[To do]
Restate word for word the lines of the records below, starting at the line that contains "pub struct QueuedCommand" and ending at the line that contains "impl fmt::Debug for", with both of those lines included and nothing else.

**** Extracted entries ****

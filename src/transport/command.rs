//! Owned command buffer handed from the inbound path to the worker.

use core::fmt;

/// One complete inbound command, NUL-terminated, sized exactly to the
/// command plus its terminator.
///
/// Move-only: the inbound path creates it, the queue holds it, the worker
/// consumes it. Dropping it anywhere releases the memory exactly once.
pub struct QueuedCommand {
    bytes: Box<[u8]>,
}

impl QueuedCommand {
    /// Copy `payload` into a fresh buffer. `None` if the heap cannot
    /// satisfy the allocation.
    pub fn try_copy_from(payload: &[u8]) -> Option<Self> {
        let mut bytes = Vec::new();
        bytes.try_reserve_exact(payload.len() + 1).ok()?;
        bytes.extend_from_slice(payload);
        bytes.push(0);
        Some(Self {
            bytes: bytes.into_boxed_slice(),
        })
    }

    /// Command bytes without the terminator.
    pub fn payload(&self) -> &[u8] {
        &self.bytes[..self.bytes.len() - 1]
    }

    /// Command bytes including the trailing NUL.
    pub fn as_nul_terminated(&self) -> &[u8] {
        &self.bytes
    }

    /// Length of the command without the terminator.
    pub fn len(&self) -> usize {
        self.bytes.len() - 1
    }

    pub fn is_empty(&self) -> bool {
        self.len() == 0
    }
}

impl fmt::Debug for QueuedCommand {
    fn fmt(&self, f: &mut fmt::Formatter<'_>) -> fmt::Result {
        f.debug_struct("QueuedCommand").field("len", &self.len()).finish()
    }
}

****

[Solved exercise]
pub struct QueuedCommand {
    bytes: Box<[u8]>,
}

impl QueuedCommand {
    /// Copy `payload` into a fresh buffer. `None` if the heap cannot
    /// satisfy the allocation.
    pub fn try_copy_from(payload: &[u8]) -> Option<Self> {
        let mut bytes = Vec::new();
        bytes.try_reserve_exact(payload.len() + 1).ok()?;
        bytes.extend_from_slice(payload);
        bytes.push(0);
        Some(Self {
            bytes: bytes.into_boxed_slice(),
        })
    }

    /// Command bytes without the terminator.
    pub fn payload(&self) -> &[u8] {
        &self.bytes[..self.bytes.len() - 1]
    }

    /// Command bytes including the trailing NUL.
    pub fn as_nul_terminated(&self) -> &[u8] {
        &self.bytes
    }

    /// Length of the command without the terminator.
    pub fn len(&self) -> usize {
        self.bytes.len() - 1
    }

    pub fn is_empty(&self) -> bool {
        self.len() == 0
    }
}

impl fmt::Debug for QueuedCommand {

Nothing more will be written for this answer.